Federal courts are obliged to accept state court interpretations of state law. Railey v. Webb, 540 F.3d 393 (6th Cir. 2008), quoting Bradshaw v. Richey, 546 U.S. 74, 76 (2005). Accepting the Ohio Supreme Court’s interpretation of the applicable state law, the same interpretation the undersigned would give if deciding that question de novo, the Ohio court’s decision on Ground One is neither contrary to nor an objectively unreasonable interpretation of United States Supreme Court precedent. Ground One should be dismissed on the merits.
Ground Two: Denial of Presumption of Innocence by Revealing Pre-trial Incarceration
In his Second Ground for Relief, Messenger asserts he was denied the presumption of innocence by revelation to the jury that he was incarcerated prior to trial. Messenger raised this as his Third Assignment of Error on appeal and the Tenth District decided it as follows: ¶ 59 In his third assignment of error, Messenger argues the trial court erred in admitting evidence of his incarceration prior to trial. More specifically, Samantha testified she continued to visit Messenger while he was in jail awaiting trial, and the state introduced a record of her 59 visits with Messenger between March 4 and October 28, 2019. Messenger asserts this evidence interfered with his presumption of innocence. As Messenger concedes, however, his counsel did not object to this evidence at trial, and thus our review is limited to plain error. Hughes at ¶ 28, citing State v. Jackson, 92 Ohio St.3d 436, 444 (2001), citing State v. Underwood, 3 Ohio St.3d 12 (1983), syllabus; Crim.R. 52(B). An appellate court recognizes plain error with the utmost caution, under exceptional circumstances, and only to prevent a miscarriage of justice. State v. Pilgrim, 184 Ohio App.3d 675, 2009-Ohio-5357, ,r 58 (10th Dist.), citing State v. Diar, 120 Ohio St.3d 460, 2008-Ohio-6266, ¶ 139.

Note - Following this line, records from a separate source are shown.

//! Storage backends for window entries and abuse counters.
//!
//! A [`Store`] exposes the small set of sorted-set and counter primitives the
//! limiter and abuse tracker need. Backends only implement batch execution;
//! the single-command methods are thin wrappers that run a one-operation
//! batch. Operations in a batch run in the order they were queued and their
//! results come back in the same order.
//!
//! The Redis backend gets ordering for free from the server. The in-memory
//! backend holds its lock for the whole batch, so one batch is never
//! interleaved with another, but two separate batches for the same key can
//! still interleave between each other.

pub mod memory;
pub mod redis;

use crate::error::{ThrottlerError, ThrottlerResult};
use async_trait::async_trait;

pub use self::memory::MemoryStore;
pub use self::redis::{RedisStore, RedisStoreConfig};

/// A sorted-set member, optionally with its score.
#[derive(Debug, Clone, PartialEq)]
pub struct ScoredMember {
    pub member: String,
    pub score: Option<f64>,
}

/// One queued store operation.
#[derive(Debug, Clone, PartialEq)]
pub enum StoreOp {
    ZAdd { key: String, score: f64, member: String },
    ZCard { key: String },
    ZRemRangeByScore { key: String, min: f64, max: f64 },
    ZRange { key: String, start: isize, stop: isize, with_scores: bool },
    ZRem { key: String, member: String },
    Incr { key: String },
    Expire { key: String, seconds: u64 },
    Del { key: String },
}

impl StoreOp {
    pub fn key(&self) -> &str {
        match self {
            StoreOp::ZAdd { key, .. }
            | StoreOp::ZCard { key }
            | StoreOp::ZRemRangeByScore { key, .. }
            | StoreOp::ZRange { key, .. }
            | StoreOp::ZRem { key, .. }
            | StoreOp::Incr { key }
            | StoreOp::Expire { key, .. }
            | StoreOp::Del { key } => key,
        }
    }

    pub fn name(&self) -> &'static str {
        match self {
            StoreOp::ZAdd { .. } => "zadd",
            StoreOp::ZCard { .. } => "zcard",
            StoreOp::ZRemRangeByScore { .. } => "zremrangebyscore",
            StoreOp::ZRange { .. } => "zrange",
            StoreOp::ZRem { .. } => "zrem",
            StoreOp::Incr { .. } => "incr",
            StoreOp::Expire { .. } => "expire",
            StoreOp::Del { .. } => "del",
        }
    }
}

/// Result of a single operation.
#[derive(Debug, Clone, PartialEq)]
pub enum StoreReply {
    Integer(i64),
    Members(Vec<ScoredMember>),
}

impl StoreReply {
    pub fn into_integer(self) -> ThrottlerResult<i64> {
        match self {
            StoreReply::Integer(n) => Ok(n),
            StoreReply::Members(_) => Err(ThrottlerError::Store(
                "expected integer reply, got members".to_string(),
            )),
        }
    }

    pub fn into_members(self) -> ThrottlerResult<Vec<ScoredMember>> {
        match self {
            StoreReply::Members(members) => Ok(members),
            StoreReply::Integer(_) => Err(ThrottlerError::Store(
                "expected member list reply, got integer".to_string(),
            )),
        }
    }
}

/// Ordered per-operation results of a batch.
pub type PipelineResults = Vec<ThrottlerResult<StoreReply>>;

#[async_trait]
pub trait Store: Send + Sync {
    /// Execute `ops` in order as one batch.
    ///
    /// The outer error means the batch could not be run at all. Individual
    /// operations may still fail on their own, which is reported in the
    /// corresponding slot.
    async fn exec_batch(&self, ops: Vec<StoreOp>) -> ThrottlerResult<PipelineResults>;

    async fn ping(&self) -> ThrottlerResult<()>;

    /// Release any held connection. Later calls may reconnect.
    async fn close(&self);

    async fn zadd(&self, key: &str, score: f64, member: &str) -> ThrottlerResult<i64> {
        self.exec_one(StoreOp::ZAdd {
            key: key.to_string(),
            score,
            member: member.to_string(),
        })
        .await?
        .into_integer()
    }

    async fn zcard(&self, key: &str) -> ThrottlerResult<i64> {
        self.exec_one(StoreOp::ZCard { key: key.to_string() })
            .await?
            .into_integer()
    }

    async fn zremrangebyscore(&self, key: &str, min: f64, max: f64) -> ThrottlerResult<i64> {
        self.exec_one(StoreOp::ZRemRangeByScore {
            key: key.to_string(),
            min,
            max,
        })
        .await?
        .into_integer()
    }

    async fn zrange(
        &self,
        key: &str,
        start: isize,
        stop: isize,
        with_scores: bool,
    ) -> ThrottlerResult<Vec<ScoredMember>> {
        self.exec_one(StoreOp::ZRange {
            key: key.to_string(),
            start,
            stop,
            with_scores,
        })
        .await?
        .into_members()
    }

    async fn zrem(&self, key: &str, member: &str) -> ThrottlerResult<i64> {
        self.exec_one(StoreOp::ZRem {
            key: key.to_string(),
            member: member.to_string(),
        })
        .await?
        .into_integer()
    }

    async fn incr(&self, key: &str) -> ThrottlerResult<i64> {
        self.exec_one(StoreOp::Incr { key: key.to_string() })
            .await?
            .into_integer()
    }

    async fn expire(&self, key: &str, seconds: u64) -> ThrottlerResult<i64> {
        self.exec_one(StoreOp::Expire {
            key: key.to_string(),
            seconds,
        })
        .await?
        .into_integer()
    }

    async fn del(&self, key: &str) -> ThrottlerResult<i64> {
        self.exec_one(StoreOp::Del { key: key.to_string() })
            .await?
            .into_integer()
    }

    async fn exec_one(&self, op: StoreOp) -> ThrottlerResult<StoreReply> {
        self.exec_batch(vec![op])
            .await?
            .into_iter()
            .next()
            .unwrap_or_else(|| Err(ThrottlerError::Store("empty batch reply".to_string())))
    }
}

impl dyn Store {
    pub fn pipeline(&self) -> Pipeline<'_> {
        Pipeline::new(self)
    }
}

/// Fluent batch builder.
pub struct Pipeline<'a> {
    store: &'a dyn Store,
    ops: Vec<StoreOp>,
}

impl<'a> Pipeline<'a> {
    pub fn new(store: &'a dyn Store) -> Self {
        Self {
            store,
            ops: Vec::new(),
        }
    }

    pub fn zadd(&mut self, key: &str, score: f64, member: &str) -> &mut Self {
        self.ops.push(StoreOp::ZAdd {
            key: key.to_string(),
            score,
            member: member.to_string(),
        });
        self
    }

    pub fn zcard(&mut self, key: &str) -> &mut Self {
        self.ops.push(StoreOp::ZCard { key: key.to_string() });
        self
    }

    pub fn zremrangebyscore(&mut self, key: &str, min: f64, max: f64) -> &mut Self {
        self.ops.push(StoreOp::ZRemRangeByScore {
            key: key.to_string(),
            min,
            max,
        });
        self
    }

    pub fn zrange(&mut self, key: &str, start: isize, stop: isize, with_scores: bool) -> &mut Self {
        self.ops.push(StoreOp::ZRange {
            key: key.to_string(),
            start,
            stop,
            with_scores,
        });
        self
    }

    pub fn zrem(&mut self, key: &str, member: &str) -> &mut Self {
        self.ops.push(StoreOp::ZRem {
            key: key.to_string(),
            member: member.to_string(),
        });
        self
    }

    pub fn incr(&mut self, key: &str) -> &mut Self {
        self.ops.push(StoreOp::Incr { key: key.to_string() });
        self
    }

    pub fn expire(&mut self, key: &str, seconds: u64) -> &mut Self {
        self.ops.push(StoreOp::Expire {
            key: key.to_string(),
            seconds,
        });
        self
    }

    pub fn del(&mut self, key: &str) -> &mut Self {
        self.ops.push(StoreOp::Del { key: key.to_string() });
        self
    }

    pub fn len(&self) -> usize {
        self.ops.len()
    }

    pub fn is_empty(&self) -> bool {
        self.ops.is_empty()
    }

    pub async fn exec(self) -> ThrottlerResult<PipelineResults> {
        if self.ops.is_empty() {
            return Ok(Vec::new());
        }
        self.store.exec_batch(self.ops).await
    }
}

#[cfg(test)]
mod tests {
    use super::*;
    use std::sync::Arc;

    #[tokio::test]
    async fn test_pipeline_preserves_order() {
        let store: Arc<dyn Store> = Arc::new(MemoryStore::new());
        let mut pipe = store.pipeline();
        pipe.zadd("k", 1.0, "a")
            .zadd("k", 2.0, "b")
            .zcard("k")
            .zrange("k", 0, 0, true)
            .del("k");
        assert_eq!(pipe.len(), 5);

        let results = pipe.exec().await.unwrap();
        let replies: Vec<StoreReply> = results.into_iter().map(|r| r.unwrap()).collect();
        assert_eq!(replies[0], StoreReply::Integer(1));
        assert_eq!(replies[1], StoreReply::Integer(1));
        assert_eq!(replies[2], StoreReply::Integer(2));
        assert_eq!(
            replies[3],
            StoreReply::Members(vec![ScoredMember {
                member: "a".to_string(),
                score: Some(1.0),
            }])
        );
        assert_eq!(replies[4], StoreReply::Integer(1));
    }

    #[tokio::test]
    async fn test_empty_pipeline_is_noop() {
        let store: Arc<dyn Store> = Arc::new(MemoryStore::new());
        let results = store.pipeline().exec().await.unwrap();
        assert!(results.is_empty());
    }

    #[test]
    fn test_reply_type_mismatch() {
        assert!(StoreReply::Integer(3).into_members().is_err());
        assert!(StoreReply::Members(vec![]).into_integer().is_err());
    }
}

¶ 60 For an error to be a "plain error" under Crim.R. 52(B), it must satisfy three prongs: (1) there must be an error, meaning a deviation from a legal rule, (2) the error must be "plain," meaning an "obvious" defect in the trial proceedings, and (3) the error must have affected "substantial rights," meaning the error must have affected the outcome of the trial. State v. Barnes, 94 Ohio St.3d 21, 27 (2002).

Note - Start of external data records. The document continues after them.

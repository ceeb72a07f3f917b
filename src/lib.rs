pub mod abuse;
pub mod api_key;
pub mod clock;
pub mod config;
pub mod config_validator;
pub mod error;
pub mod handlers;
pub mod health;
pub mod key_generator;
pub mod middleware;
pub mod rate_limit_config;
pub mod rate_limiter;
pub mod response;
pub mod server;
pub mod store;
pub mod turnstile;
pub mod validation;

pub use abuse::{AbuseConfig, AbuseTracker};
pub use config::Config;
pub use error::{ThrottlerError, ThrottlerResult};
pub use rate_limit_config::RateLimitConfig;
pub use rate_limiter::SlidingWindowLimiter;
pub use response::{RateLimitResult, RateLimitUsage};
pub use server::{create_app, RouteLimits};
pub use store::{MemoryStore, RedisStore, RedisStoreConfig, Store};
pub use turnstile::Turnstile;
use serde::{Deserialize, Serialize};
use std::sync::Arc;
use std::time::{Instant, SystemTime};

use crate::turnstile::Turnstile;

#[derive(Debug, Serialize, Deserialize)]
pub struct HealthStatus {
    pub status: String,
    pub timestamp: u64,
    pub version: String,
    pub uptime_seconds: u64,
    pub blocked_ips: usize,
    pub dependencies: DependencyStatus,
}

#[derive(Debug, Serialize, Deserialize)]
pub struct DependencyStatus {
    pub store: ServiceStatus,
}

#[derive(Debug, Serialize, Deserialize)]
pub struct ServiceStatus {
    pub status: String,
    pub response_time_ms: u64,
    pub error: Option<String>,
}

impl ServiceStatus {
    pub fn is_healthy(&self) -> bool {
        self.status == "healthy"
    }
}

static START_TIME: std::sync::LazyLock<SystemTime> = std::sync::LazyLock::new(SystemTime::now);

pub struct HealthChecker {
    turnstile: Arc<Turnstile>,
}

impl HealthChecker {
    pub fn new(turnstile: Arc<Turnstile>) -> Self {
        Self { turnstile }
    }

    pub async fn check_health(&self) -> HealthStatus {
        let now = SystemTime::now();
        let uptime = now.duration_since(*START_TIME)
            .unwrap_or_default()
            .as_secs();

        let store_status = self.check_store().await;

        // Store outages degrade to fail-open admission, not an outage.
        let overall_status = if store_status.is_healthy() {
            "healthy"
        } else {
            "degraded"
        };

        HealthStatus {
            status: overall_status.to_string(),
            timestamp: now.duration_since(SystemTime::UNIX_EPOCH)
                .unwrap_or_default()
                .as_secs(),
            version: env!("CARGO_PKG_VERSION").to_string(),
            uptime_seconds: uptime,
            blocked_ips: self.turnstile.abuse().blocked_ips().len(),
            dependencies: DependencyStatus {
                store: store_status,
            },
        }
    }

    pub async fn check_store(&self) -> ServiceStatus {
        let start = Instant::now();
        let result = self.turnstile.store().ping().await;
        let response_time_ms = start.elapsed().as_millis() as u64;

        match result {
            Ok(()) => ServiceStatus {
                status: "healthy".to_string(),
                response_time_ms,
                error: None,
            },
            Err(e) => ServiceStatus {
                status: "unavailable".to_string(),
                response_time_ms,
                error: Some(e.to_string()),
            },
        }
    }
}

#[cfg(test)]
mod tests {
    use super::*;
    use crate::store::MemoryStore;

    #[test]
    fn test_health_status_serialization() {
        let status = HealthStatus {
            status: "healthy".to_string(),
            timestamp: 1234567890,
            version: "1.0.0".to_string(),
            uptime_seconds: 3600,
            blocked_ips: 0,
            dependencies: DependencyStatus {
                store: ServiceStatus {
                    status: "healthy".to_string(),
                    response_time_ms: 5,
                    error: None,
                },
            },
        };

        let json = serde_json::to_string(&status).unwrap();
        assert!(json.contains("healthy"));
        assert!(json.contains("1234567890"));
    }

    #[tokio::test]
    async fn test_memory_store_is_healthy() {
        let turnstile = Turnstile::builder()
            .store(Arc::new(MemoryStore::new()))
            .build()
            .unwrap();
        let checker = HealthChecker::new(Arc::new(turnstile));
        let status = checker.check_health().await;
        assert_eq!(status.status, "healthy");
        assert!(status.dependencies.store.error.is_none());
    }
}
use anyhow::Result;
use turnstile::config::Config;
use turnstile::server::Server;
use tracing_subscriber::{layer::SubscriberExt, util::SubscriberInitExt};

#[tokio::main]
async fn main() -> Result<()> {
    // Load environment variables from .env file
    dotenv::dotenv().ok();

    let config = Config::from_env()
        .map_err(|e| anyhow::anyhow!("Failed to load configuration: {}", e))?;

    tracing_subscriber::registry()
        .with(
            tracing_subscriber::EnvFilter::try_from_default_env()
                .unwrap_or_else(|_| format!("turnstile={},tower_http=debug", config.log_level).into()),
        )
        .with(tracing_subscriber::fmt::layer())
        .init();

    tracing::info!("Starting turnstile service");
    tracing::info!(
        "Configuration: bind_addr={}, store_backend={}, redis_host={}:{}",
        config.bind_addr,
        config.store_backend,
        config.redis_host,
        config.redis_port
    );

    let server = Server::new(config)
        .map_err(|e| anyhow::anyhow!("Failed to create server: {}", e))?;

    server
        .run()
        .await
        .map_err(|e| anyhow::anyhow!("Server error: {}", e))?;

    Ok(())
}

¶ 61 Messenger argues the admission of the evidence of Samantha's many visits with Messenger while he was incarcerated prior to trial was not relevant and was unfairly prejudicial, serving only to erode his presumption of innocence. However, the state introduced this evidence to demonstrate that Samantha and Messenger were still in a romantic relationship and to cast doubt on her assertion that she had not discussed the trial or her planned testimony with Messenger prior to trial. Though Messenger argues the potential evidentiary value of informing the jury of the frequency of Messenger's and Samantha's communication does not outweigh the prejudice it caused him by the jury learning of his incarceration, the trial court fully explained the presumption of innocence in the jury instructions. "A jury is presumed to follow a trial court's instructions." Jones at ¶ 64 (noting that "[e]vidence about a defendant's arrest and ensuing custody does not contravene the presumption of innocence," and "[w]hile no specific curative instruction was requested or provided, the trial court fully explained the presumption of innocence in the jury instructions"), citing State v. Williams, 99 Ohio St.3d 439, 2003-Ohio-4164, ¶ 75, and State v. Trewartha, 10th Dist. No. 05AP-513, 2006-Ohio-5040, ¶ 21. Thus, Messenger cannot demonstrate any error, let alone plain error, from the admission of this evidence. We overrule Messenger's third assignment of error.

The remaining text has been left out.